Tompkins_Samuel_Dusenbury_portraitThis week in #52ancestors I celebrate the man who left New York for New Jersey and made it possible for me to spend every spring break of my childhood shopping at the Short Hills Mall.  And the theme for Week 36 is “Work” which I am going to interpret as “creating the family business.”  I still have wooden Smooth On crates in my house which are so useful for so many storage needs.

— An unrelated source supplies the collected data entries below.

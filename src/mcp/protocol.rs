//! MCP protocol types (JSON-RPC 2.0).

use serde::{Deserialize, Serialize};
use serde_json::Value;

/// JSON-RPC request.
#[derive(Debug, Deserialize)]
pub struct JsonRpcRequest {
    #[allow(dead_code)]
    pub jsonrpc: String,
    pub id: Option<Value>,
    pub method: String,
    #[serde(default)]
    pub params: Option<Value>,
}

/// JSON-RPC response.
#[derive(Debug, Serialize)]
pub struct JsonRpcResponse {
    pub jsonrpc: String,
    #[serde(skip_serializing_if = "Option::is_none")]
    pub id: Option<Value>,
    #[serde(skip_serializing_if = "Option::is_none")]
    pub result: Option<Value>,
    #[serde(skip_serializing_if = "Option::is_none")]
    pub error: Option<JsonRpcError>,
}

impl JsonRpcResponse {
    pub fn success(id: Option<Value>, result: Value) -> Self {
        Self {
            jsonrpc: "2.0".to_string(),
            id,
            result: Some(result),
            error: None,
        }
    }

    pub fn error(id: Option<Value>, code: i32, message: &str) -> Self {
        Self {
            jsonrpc: "2.0".to_string(),
            id,
            result: None,
            error: Some(JsonRpcError {
                code,
                message: message.to_string(),
            }),
        }
    }
}

#[derive(Debug, Serialize)]
pub struct JsonRpcError {
    pub code: i32,
    pub message: String,
}

/// MCP Initialize response.
#[derive(Debug, Serialize)]
#[serde(rename_all = "camelCase")]
pub struct InitializeResult {
    pub protocol_version: String,
    pub capabilities: ServerCapabilities,
    pub server_info: ServerInfo,
}

#[derive(Debug, Serialize)]
pub struct ServerCapabilities {
    pub tools: ToolsCapability,
}

#[derive(Debug, Serialize)]
pub struct ToolsCapability {
    #[serde(rename = "listChanged")]
    pub list_changed: bool,
}

#[derive(Debug, Serialize)]
pub struct ServerInfo {
    pub name: String,
    pub version: String,
}

/// Tool definition.
#[derive(Debug, Serialize, Clone)]
#[serde(rename_all = "camelCase")]
pub struct Tool {
    pub name: String,
    pub description: String,
    pub input_schema: Value,
}

/// Tools list response.
#[derive(Debug, Serialize)]
pub struct ToolsListResult {
    pub tools: Vec<Tool>,
}

/// Tool call request params.
#[derive(Debug, Deserialize)]
pub struct ToolCallParams {
    pub name: String,
    #[serde(default)]
    pub arguments: Option<Value>,
}

/// Tool call response.
#[derive(Debug, Serialize)]
pub struct ToolCallResult {
    pub content: Vec<ToolContent>,
    #[serde(rename = "isError", skip_serializing_if = "Option::is_none")]
    pub is_error: Option<bool>,
}

#[derive(Debug, Serialize)]
#[serde(tag = "type")]
pub enum ToolContent {
    #[serde(rename = "text")]
    Text { text: String },
}

impl ToolCallResult {
    pub fn text(text: String) -> Self {
        Self {
            content: vec![ToolContent::Text { text }],
            is_error: None,
        }
    }

    pub fn error(message: String) -> Self {
        Self {
            content: vec![ToolContent::Text { text: message }],
            is_error: Some(true),
        }
    }
}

This is yet another story with a lot of questions, but here is what I have:

Samuel Dusenbury Tompkins was born 12 Dec 1838 in Hyde Park, NY.  He was the oldest child of Abraham Van Wagenen (1816-1869) and Caroline Brown (1818-1878) Tompkins.  They went on to have eight more children, which probably helped with the work on the small farm Abraham owned in Dutchess County.  For several years I have been searching for corroboration of the marriage date of Abraham and Caroline.  The family bible notes that the marriage occurred on 22 Feb 1839.  This makes the date of birth of the first child in 1838 a bit sticky.  Thank goodness for the New York State Historic Newspapers project!  I found a marriage notice in the Poughkeepsie Eagle for 9 March 1838 which names all the right people and gives the marriage date as 21 Feb 1838.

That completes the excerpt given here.